The Hut Friction Polish is a liquid. The base finish is shellac, and oils and wax have been added to make application easier. Shellac is a harder finish than the wax, but it is nowhere as hard as a CA finish. Both should polish out to the same degree of gloss. 

Some folks will argue that the shellac has a "warmer and softer" feeling, and that CA glue feels like a "cold plastic". If there is any truth in this, it is because shellac is indeed a soft finish, and CA is indeed a hard plastic. Whether either feels warm or cold is a personal opinion on which there will never be any agreement.


----------



## cozee (Mar 26, 2007)

My bad, I should have stated I had used the PPP sticks and I assumed they were a friction polish. Now I understand the source of my frustration since they are a wax based finish. I will definitely get myself some actual fricition polish!! I'll keep CA in my arsenal of finishes. Going begin experimenting with catalized urethanes in a few weeks.

Thanks Russ!


----------



## cozee (Mar 26, 2007)

> _Originally posted by cozee_
> <br />My bad, I should have stated I had used the PPP sticks and I assumed they were a friction polish. Now I understand the source of my frustration since they are a wax based finish. I will definitely get myself some actual fricition polish!! I'll keep CA in my arsenal of finishes. Going to begin experimenting with catalized urethanes in a few weeks.
> 
> Thanks Russ!


----------



## TellicoTurning (Mar 27, 2007)

Greg,
I started with the Hut PPP sticks as well... I used 3 or 4 coats of the brown stick, polished each one out to as much shine as I could, then 3 or 4 of the white, also polished out.  I have some pens out there that are at least 5 years old and to my knowledge, the finish is still okay... but I like the looks of the the CA and Plexi.. I'm thinking that Russ is correct as to the hardness of the finish and I'm working on getting mine perfected.. still learning on that one.


----------



## Boomer (Mar 30, 2007)

On the few pens that I have got done I have used Mylands Friction polish and I like it however I don't think it gives a super high gloss.  I need to find some CA polish and try it for a higher shine.


Dave/Cedar Rapids,Iowa


----------



## SnakeCharmer (May 4, 2007)

I used Mylands Friction Polish when I started out... I liked it until I perfected my CA finish.... I think I will still use the friction polish for a lower priced pens and I bet if you let it harden for several days it would buff out just fine...


----------



## cozee (May 4, 2007)

Thanks folks! CA is my main finish but I am wanting a more natural feel and look. As rough as my ol'hands are, I can feel a difference.


----------



## dbriski (May 4, 2007)

I would like to throw this into the bunch, I have used on a few pens that I wanted that "Natural feel" danish oil,  MM all the way up, apply a lot of danish oil using sqweeze bottle and paper towel, crank up the lathe and "burn in" the oil.  Repeat a couple times and your done.  There isn't really any gloss, come to think of it, if you let it cure for a day or two then used a buffer or MM the top grits you may get a higher gloss, but I haven't done that.   The result is a super smooth natural feeling finish.  I have used it on my daily pen (olivewood JR Gents) and finish is just like new (6 months now).


----------



## alamocdc (May 4, 2007)

> _Originally posted by cozee_
> <br />I will definitely get myself some actual fricition polish!! I'll keep CA in my arsenal of finishes.
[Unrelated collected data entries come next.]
use crate::room::RoomStatus;
use crate::{ParticipantId, RoomCode};
use thiserror::Error;

/// Failures of race operations.
///
/// None of these are fatal to the process; a rejected request leaves the room
/// exactly as it was.
#[derive(Debug, Clone, PartialEq, Error)]
pub enum RaceError {
    #[error("cannot {action} while room is {status}")]
    InvalidState {
        status: RoomStatus,
        action: &'static str,
    },

    #[error("participant {0} is not allowed to start this room")]
    Unauthorized(ParticipantId),

    #[error("event is older than the locally held state")]
    StaleEvent,

    #[error("broadcast channel connection lost")]
    ConnectivityLost,

    #[error("persistence failure: {0}")]
    PersistenceFailure(String),

    #[error("room is full ({capacity} participants)")]
    RoomFull { capacity: u8 },

    #[error("room capacity must be between {min} and {max}, got {got}")]
    InvalidCapacity { got: u8, min: u8, max: u8 },

    #[error("race text contains no words")]
    EmptyText,

    #[error("unknown participant {0}")]
    UnknownParticipant(ParticipantId),

    #[error("participant {0} has already finished")]
    AlreadyFinished(ParticipantId),

    #[error("no room with code {0}")]
    UnknownRoom(RoomCode),

    #[error("invalid room code {0:?}: expected {len} characters from A-Z and 0-9", len = RoomCode::LEN)]
    InvalidRoomCode(String),

    #[error("room has been closed")]
    RoomClosed,
}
Greg, I've had better luck with Mylands holding up than the others I tried, but there is a lacquer based FP that I've heard good things about. It's called Turner's Magic and you can get it here.


----------



## awinegar17175442 (May 4, 2007)

I started off with the mylands Polish. Then went to the EEE Cream First Then Shellwax Cream Second Still a FP., but for me works better. With EEE Cream makesure blank is clean. Now use CA/BLO I like this finish Better


----------



## its_virgil (May 4, 2007)

Hey Russ. Look out now. I use those PPP sticks. I drilled a hole through each one, stuck a string through the hole and I now use them for candles when the electricity is out. Good thing too, I've won two sets at previous Rendezvous.[]
Do a good turn daily!
Don


> _Originally posted by RussFairfield_
> <br />
> 
> Are you using the PPP sticks? If so, those sticks are Carnauba wax with polishing compounds in them, the dark with Tripoli, and the lighter stick with White Diamond compounds. As such, they are the least durable finish you can put on a pen.


[]


----------



## Rifleman1776 (May 4, 2007)

> _Originally posted by SnakeCharmer_
> <br />I used Mylands Friction Polish when I started out... I liked it until I perfected my CA finish.... I think I will still use the friction polish for a lower priced pens and I bet if you let it harden for several days it would buff out just fine...



Like others, I started out using Myland's. I bought it after watching a bowl turning demo where the turner got great results in seconds using the Myland's. For that it is great. But for items which are handled a lot, like pens, it is not durable. My current finish on 90% of my pens is Deft spray laquer followed with a coat of Trade Secret Wax by Top of the Line.


----------



## huntersilver (May 4, 2007)

For me it depends on the pen, for the more lower priced pens,
I still use a FP.  For the higher end, I use Laquer or
Enduro.


----------